Díaz is on a 12-city book tour, appearing in Albuquerque to read at UNM’s Woodward Hall on Tuesday, Sept. 23, at 7 p.m. He spoke with the
Alibi from his room at the Cleveland Ritz-Carlton, a hotel so fancy they provide phones in the bathroom, which is where he first answered our call.

Did you have to do extensive “fanboy” research, or was this book pulled from your own knowledge and experience?

Both. Certainly there was a lot of indigenous knowledge from my childhood, but I also pulled a bunch of stuff, I had to read a bunch of books to re-familiarize myself. I wasn’t attempting to be comprehensive or authoritative. I was interested in what an individual’s tastes would look like.

What books or comics captivated you as a kid?

I feel like I have to answer that with a caveat. We were real active as kids, so comic books were kind of disposable. We didn’t obsess over anything. I used to read Fantastic Four ; that was a comic book I liked. But, in the end … it would give you the wrong impression that we were more interested in comics than being outside.

What, then, was the seed for Oscar’s character?

That’s very complicated. It’s like making a monster. The interesting thing about a monster is you take an aspect of human beings and deform it and amplify it. The way these things work is that he’s an entirely invented character. You don’t really know where in the world these guys come from.

What was the first thing you ever wrote?

I used to write very long letters to my brother. He had cancer and would be in the hospital for long periods of time.

Did you start writing fiction after that?

No, no. I didn’t start writing anything worth the name of fiction until I was in college.

So it’s safe to say you didn’t grow up with the ambition to write?
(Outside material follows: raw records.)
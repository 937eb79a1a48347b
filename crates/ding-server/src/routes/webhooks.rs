//! Push-event webhook receivers for GitHub and Bitbucket.

use axum::extract::{Path, State};
use axum::http::{HeaderMap, StatusCode};
use axum::response::IntoResponse;
use bytes::Bytes;
use ding_core::db::repository::RepoRepo;
use ding_core::models::Build;

use crate::routes::error_response;
use crate::state::AppState;
use crate::worker::dispatch_build;

/// POST /github/:repo
pub async fn github(
    State(state): State<AppState>,
    Path(repo_name): Path<String>,
    headers: HeaderMap,
    body: Bytes,
) -> impl IntoResponse {
    let repo = match RepoRepo::get_by_name(&state.db, &repo_name).await {
        Ok(Some(repo)) => repo,
        Ok(None) => return error_response(ding_core::DingError::RepositoryNotFound(repo_name)).into_response(),
        Err(e) => return error_response(e).into_response(),
    };

    let Some(secret) = state.config.github_webhook_secret.as_deref() else {
        return error_response(ding_core::DingError::Configuration(
            "no github webhook secret configured".to_string(),
        ))
        .into_response();
    };

    let signature = headers
        .get("X-Hub-Signature")
        .and_then(|v| v.to_str().ok())
        .unwrap_or("");
    if !ding_core::crypto::verify_github_signature(secret, signature, &body) {
        return error_response(ding_core::DingError::WebhookVerificationFailed).into_response();
    }

    let push = match ding_core::webhook::parse_github_push(&body) {
        Ok(push) => push,
        Err(e) => return error_response(e).into_response(),
    };

    let build = Build::new(repo.id, push.branch, push.commit);
    match enqueue(&state, repo, build).await {
        Ok(()) => StatusCode::ACCEPTED.into_response(),
        Err(e) => error_response(e).into_response(),
    }
}

/// POST /bitbucket/:repo/:secret
pub async fn bitbucket(
    State(state): State<AppState>,
    Path((repo_name, secret)): Path<(String, String)>,
    body: Bytes,
) -> impl IntoResponse {
    let repo = match RepoRepo::get_by_name(&state.db, &repo_name).await {
        Ok(Some(repo)) => repo,
        Ok(None) => return error_response(ding_core::DingError::RepositoryNotFound(repo_name)).into_response(),
        Err(e) => return error_response(e).into_response(),
    };

    match state.config.bitbucket_webhook_secret.as_deref() {
        Some(expected) if expected == secret => {}
        _ => return error_response(ding_core::DingError::WebhookVerificationFailed).into_response(),
    }

    let pushes = match ding_core::webhook::parse_bitbucket_push(&body, repo.vcs, &repo.checkout_path) {
        Ok(pushes) => pushes,
        Err(e) => return error_response(e).into_response(),
    };

    for push in pushes {
        let build = Build::new(repo.id, push.branch, push.commit);
        if let Err(e) = enqueue(&state, repo.clone(), build).await {
            return error_response(e).into_response();
        }
    }
    StatusCode::ACCEPTED.into_response()
}

async fn enqueue(state: &AppState, repo: ding_core::models::Repo, mut build: Build) -> ding_core::Result<()> {
    build.id = ding_core::db::build::BuildRepo::create(&state.db, &build).await?;
    dispatch_build(state.clone(), repo, build);
    Ok(())
}
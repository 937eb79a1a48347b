//! File download routes: individual release/result files, and on-the-fly
//! `.zip`/`.tgz` bundles of a build's declared artifacts.

use std::path::{Path as FsPath, PathBuf};

use axum::body::Bytes;
use axum::extract::{Path, State};
use axum::http::{header, HeaderMap, StatusCode};
use axum::response::{IntoResponse, Response};

use ding_core::archive::{build_tgz, build_zip, ArchiveEntry};
use ding_core::db::build::BuildRepo;
use ding_core::db::repository::RepoRepo;
use ding_core::db::result::ResultRepo;
use ding_core::models::BuildId;
use ding_core::release::release_artifact_path;
use ding_core::DingError;

use crate::routes::error_response;
use crate::state::AppState;

/// GET /release/:repo/:id/:name
///
/// Serves one promoted release artifact. Clients that advertise
/// `Accept-Encoding: gzip` get the on-disk `.gz` file streamed as-is;
/// everyone else gets it decompressed.
pub async fn release_file(
    State(state): State<AppState>,
    Path((repo, id, name)): Path<(String, i64, String)>,
    headers: HeaderMap,
) -> Response {
    let path = release_artifact_path(std::path::Path::new(&state.config.release_dir), &repo, id, &name);
    let data = match tokio::fs::read(&path).await {
        Ok(data) => data,
        Err(_) => {
            return error_response(DingError::BuildNotFound(format!("{repo}/{id}/{name}"))).into_response()
        }
    };

    if accepts_gzip(&headers) {
        (
            [(header::CONTENT_ENCODING, "gzip"), (header::CONTENT_TYPE, "application/octet-stream")],
            data,
        )
            .into_response()
    } else {
        match gunzip(&data) {
            Ok(raw) => ([(header::CONTENT_TYPE, "application/octet-stream")], raw).into_response(),
            Err(e) => error_response(e).into_response(),
        }
    }
}

/// GET /result/:repo/:id/:basename
///
/// Serves a single result file straight from the build's checkout,
/// matched by filename suffix against the declared results for that
/// build (so callers can ask for `app-release.apk` without knowing the
/// full relative path it was declared under).
pub async fn result_file(
    State(state): State<AppState>,
    Path((repo_name, id, basename)): Path<(String, i64, String)>,
) -> Response {
    let build_id = BuildId(id);
    let (repo, build) = match load_repo_and_build(&state, &repo_name, build_id).await {
        Ok(pair) => pair,
        Err(resp) => return resp,
    };

    let results = match ResultRepo::list_for_build(&state.db, build.id).await {
        Ok(r) => r,
        Err(e) => return error_response(e).into_response(),
    };

    let Some(result) = results.iter().find(|r| r.filename.ends_with(&basename)) else {
        return error_response(DingError::BuildNotFound(format!("{repo_name}/{id}/{basename}"))).into_response();
    };

    let checkout_dir = checkout_dir(&state, &repo.name, build.id, &repo.checkout_path);
    let path = checkout_dir.join(&result.filename);
    match tokio::fs::read(&path).await {
        Ok(data) => ([(header::CONTENT_TYPE, "application/octet-stream")], data).into_response(),
        Err(e) => error_response(DingError::Io(e)).into_response(),
    }
}

/// GET /download/release/:repo/:id/:name (name ends in `.zip` or `.tgz`)
///
/// Bundles every promoted artifact for the build into a single archive.
pub async fn download_release(
    State(state): State<AppState>,
    Path((repo_name, id, name)): Path<(String, i64, String)>,
) -> Response {
    let build_id = BuildId(id);
    let (repo, build) = match load_repo_and_build(&state, &repo_name, build_id).await {
        Ok(pair) => pair,
        Err(resp) => return resp,
    };

    let Some(format) = ArchiveFormat::from_name(&name) else {
        return error_response(DingError::UserError(format!("unsupported archive extension: {name}"))).into_response();
    };

    let results = match ResultRepo::list_for_build(&state.db, build.id).await {
        Ok(r) => r,
        Err(e) => return error_response(e).into_response(),
    };

    let release_dir = FsPath::new(&state.config.release_dir);
    let mut paths = Vec::with_capacity(results.len());
    for result in &results {
        let basename = FsPath::new(&result.filename)
            .file_name()
            .map(|n| n.to_string_lossy().to_string())
            .unwrap_or_else(|| result.filename.clone());
        paths.push((basename.clone(), release_artifact_path(release_dir, &repo.name, id, &basename)));
    }
    let entries: Vec<ArchiveEntry> = paths
        .iter()
        .map(|(name, path)| ArchiveEntry { name, path, gzipped: true })
        .collect();

    build_archive(format, &entries, &name).await
}

/// GET /download/result/:repo/:id/:name (name ends in `.zip` or `.tgz`)
///
/// Bundles every declared result file straight from the build's checkout.
pub async fn download_result(
    State(state): State<AppState>,
    Path((repo_name, id, name)): Path<(String, i64, String)>,
) -> Response {
    let build_id = BuildId(id);
    let (repo, build) = match load_repo_and_build(&state, &repo_name, build_id).await {
        Ok(pair) => pair,
        Err(resp) => return resp,
    };

    let Some(format) = ArchiveFormat::from_name(&name) else {
        return error_response(DingError::UserError(format!("unsupported archive extension: {name}"))).into_response();
    };

    let results = match ResultRepo::list_for_build(&state.db, build.id).await {
        Ok(r) => r,
        Err(e) => return error_response(e).into_response(),
    };

    let checkout_dir = checkout_dir(&state, &repo.name, build.id, &repo.checkout_path);
    let paths: Vec<(String, PathBuf)> = results
        .iter()
        .map(|r| (r.filename.clone(), checkout_dir.join(&r.filename)))
        .collect();
    let entries: Vec<ArchiveEntry> = paths
        .iter()
        .map(|(name, path)| ArchiveEntry { name, path, gzipped: false })
        .collect();

    build_archive(format, &entries, &name).await
}

#[derive(Clone, Copy)]
enum ArchiveFormat {
    Zip,
    Tgz,
}

impl ArchiveFormat {
    fn from_name(name: &str) -> Option<Self> {
        if name.ends_with(".zip") {
            Some(Self::Zip)
        } else if name.ends_with(".tgz") {
            Some(Self::Tgz)
        } else {
            None
        }
    }

    fn content_type(self) -> &'static str {
        match self {
            Self::Zip => "application/zip",
            Self::Tgz => "application/gzip",
        }
    }
}

async fn build_archive(format: ArchiveFormat, entries: &[ArchiveEntry<'_>], name: &str) -> Response {
    let result = match format {
        ArchiveFormat::Zip => build_zip(entries).await,
        ArchiveFormat::Tgz => build_tgz(entries).await,
    };
    match result {
        Ok(data) => (
            [
                (header::CONTENT_TYPE, format.content_type().to_string()),
                (header::CONTENT_DISPOSITION, format!("attachment; filename=\"{name}\"")),
            ],
            data,
        )
            .into_response(),
        Err(e) => error_response(e).into_response(),
    }
}

async fn load_repo_and_build(
    state: &AppState,
    repo_name: &str,
    build_id: BuildId,
) -> Result<(ding_core::models::Repo, ding_core::models::Build), Response> {
    let repo = RepoRepo::get_by_name(&state.db, repo_name)
        .await
        .map_err(|e| error_response(e).into_response())?
        .ok_or_else(|| error_response(DingError::RepositoryNotFound(repo_name.to_string())).into_response())?;

    let build = BuildRepo::get_by_id(&state.db, build_id)
        .await
        .map_err(|e| error_response(e).into_response())?
        .ok_or_else(|| error_response(DingError::BuildNotFound(build_id.0.to_string())).into_response())?;

    if build.repo_id != repo.id {
        return Err(error_response(DingError::BuildNotFound(build_id.0.to_string())).into_response());
    }

    Ok((repo, build))
}

fn checkout_dir(state: &AppState, repo_name: &str, build_id: BuildId, checkout_path: &str) -> PathBuf {
    FsPath::new(&state.config.isolate_builds.builds_dir)
        .join(repo_name)
        .join(build_id.0.to_string())
        .join("checkout")
        .join(checkout_path)
}

fn accepts_gzip(headers: &HeaderMap) -> bool {
    headers
        .get(header::ACCEPT_ENCODING)
        .and_then(|v| v.to_str().ok())
        .map(|v| v.contains("gzip"))
        .unwrap_or(false)
}

fn gunzip(data: &[u8]) -> ding_core::Result<Bytes> {
    use std::io::Read;
    let mut decoder = flate2::read::GzDecoder::new(data);
    let mut out = Vec::new();
    decoder.read_to_end(&mut out).map_err(DingError::Io)?;
    Ok(Bytes::from(out))
}

#[cfg(test)]
mod tests {
    use super::*;

    #[test]
    fn archive_format_detects_extension() {
        assert!(matches!(ArchiveFormat::from_name("app.zip"), Some(ArchiveFormat::Zip)));
        assert!(matches!(ArchiveFormat::from_name("app.tgz"), Some(ArchiveFormat::Tgz)));
        assert!(ArchiveFormat::from_name("app.exe").is_none());
    }
}
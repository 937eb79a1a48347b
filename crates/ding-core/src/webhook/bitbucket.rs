//! Bitbucket push webhook parsing.

use serde::Deserialize;

use crate::error::{DingError, Result};
use crate::models::Vcs;

use super::PushEvent;

#[derive(Deserialize)]
struct BitbucketPayload {
    push: BitbucketPush,
    repository: BitbucketRepository,
}

#[derive(Deserialize)]
struct BitbucketPush {
    changes: Vec<BitbucketChange>,
}

#[derive(Deserialize)]
struct BitbucketChange {
    new: Option<BitbucketRef>,
}

#[derive(Deserialize)]
struct BitbucketRef {
    name: String,
    #[serde(rename = "type")]
    ref_type: String,
    #[serde(default)]
    heads: Vec<BitbucketHead>,
}

#[derive(Deserialize)]
struct BitbucketHead {
    hash: String,
    #[serde(rename = "type")]
    head_type: String,
}

#[derive(Deserialize)]
struct BitbucketRepository {
    scm: String,
}

/// Checks that the payload's declared `scm` is consistent with the
/// repository's configured [`Vcs`]
/// (`hg↔mercurial|command`, `git↔git|command`).
fn scm_matches(scm: &str, vcs: Vcs) -> bool {
    match scm {
        "hg" => matches!(vcs, Vcs::Mercurial | Vcs::Command),
        "git" => matches!(vcs, Vcs::Git | Vcs::Command),
        _ => false,
    }
}

/// Parses a Bitbucket push payload into zero or more [`PushEvent`]s, one
/// per branch/named_branch change. Tag changes are dispatched against
/// `fallback_branch` (the repository's default branch); bookmark changes
/// (Mercurial) are ignored, matching the original.
pub fn parse_bitbucket_push(
    body: &[u8],
    vcs: Vcs,
    fallback_branch: &str,
) -> Result<Vec<PushEvent>> {
    let payload: BitbucketPayload = serde_json::from_slice(body)
        .map_err(|e| DingError::InvalidWebhookPayload(format!("bitbucket push: {e}")))?;

    if !scm_matches(&payload.repository.scm, vcs) {
        return Err(DingError::InvalidWebhookPayload(format!(
            "bitbucket scm '{}' does not match configured vcs '{}'",
            payload.repository.scm, vcs
        )));
    }

    let mut events = Vec::new();
    for change in payload.push.changes {
        let Some(new_ref) = change.new else {
            // A change with no `new` side is a branch deletion; nothing to build.
            continue;
        };
        let branch = match new_ref.ref_type.as_str() {
            "branch" | "named_branch" => new_ref.name.clone(),
            "tag" => fallback_branch.to_string(),
            // Bookmarks (Mercurial) carry no commit to build from here.
            _ => continue,
        };
        for head in &new_ref.heads {
            if head.head_type == "commit" {
                events.push(PushEvent {
                    branch: branch.clone(),
                    commit: head.hash.clone(),
                });
            }
        }
    }

    Ok(events)
}

#[cfg(test)]
mod tests {
    use super::*;

    fn payload(scm: &str, ref_type: &str, name: &str) -> Vec<u8> {
        payload_with_hash(scm, ref_type, name, "deadbeef00000000000000000000000000000000")
    }

    fn payload_with_hash(scm: &str, ref_type: &str, name: &str, hash: &str) -> Vec<u8> {
        format!(
            r#"{{"push":{{"changes":[{{"new":{{"name":"{name}","type":"{ref_type}","heads":[{{"hash":"{hash}","type":"commit"}}]}}}}]}},"repository":{{"scm":"{scm}"}}}}"#
        )
        .into_bytes()
    }

    #[test]
    fn parses_branch_push() {
        let events = parse_bitbucket_push(&payload("git", "branch", "main"), Vcs::Git, "master")
            .unwrap();
        assert_eq!(events.len(), 1);
        assert_eq!(events[0].branch, "main");
    }

    #[test]
    fn commit_is_taken_from_heads_not_branch_name() {
        let events = parse_bitbucket_push(
            &payload_with_hash("git", "branch", "main", "2951856392c4ba466082948455bac7303404675f"),
            Vcs::Git,
            "master",
        )
        .unwrap();
        assert_eq!(events[0].commit, "2951856392c4ba466082948455bac7303404675f");
    }

    #[test]
    fn change_with_no_commit_head_yields_no_event() {
        let body = br#"{"push":{"changes":[{"new":{"name":"main","type":"branch","heads":[]}}]},"repository":{"scm":"git"}}"#;
        let events = parse_bitbucket_push(body, Vcs::Git, "master").unwrap();
        assert!(events.is_empty());
    }

    #[test]
    fn tag_falls_back_to_default_branch() {
        let events =
            parse_bitbucket_push(&payload("git", "tag", "v1.0"), Vcs::Git, "master").unwrap();
        assert_eq!(events[0].branch, "master");
    }

    #[test]
    fn rejects_scm_mismatch() {
        assert!(parse_bitbucket_push(&payload("hg", "branch", "default"), Vcs::Git, "master").is_err());
    }

    #[test]
    fn command_vcs_accepts_either_scm() {
        assert!(parse_bitbucket_push(&payload("git", "branch", "main"), Vcs::Command, "master").is_ok());
        assert!(parse_bitbucket_push(&payload("hg", "branch", "default"), Vcs::Command, "master").is_ok());
    }
}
My ambition was to always live a life of books. I always wanted books to somehow be a part of my life, you know?

Yeah, I do. You’re a professor of creative writing at MIT, and for the last 20 years or so, there’s been a re-evaluation of the canon, of what works become canonical. Is there someone you’d advocate being removed from the canon, and someone else you’d recommend who’s not being studied as much?

Yeah, but I don’t know why I have to hurt someone to encourage someone else. That’s not the way my mind works.

OK.

For me, it’s not the idea that we need less books but that we need more books. The canon is something that we all argue with, and we all want to see something more inclusive. But myself, I scarcely feel qualified to be the one wielding the knife. I love many writers who don’t have the respect they deserve. Two of the writers that I think are monumental, and no one reads them enough, are Samuel R. Delany and Francisco Goldman. I think you cannot have a grasp of American letters unless you’re familiar with both of their oeuvres.

Why do you think they’ve been overlooked?

Again, I don’t know. What can one say? Should I ascribe sinister motives, failure of vision on the part of the audiences? I’m more just like, that’s the situation, now I gotta figure out a way to make motherfuckers read these books. The fate of being an artist is that most great artists are typically not appreciated in their period. I mean, it’s a pretty old, clichéd saying, but it’s pretty damn true. It’s not as if the present has any sense of what could be useful for the future. And some writers are just at a level that I think scares us.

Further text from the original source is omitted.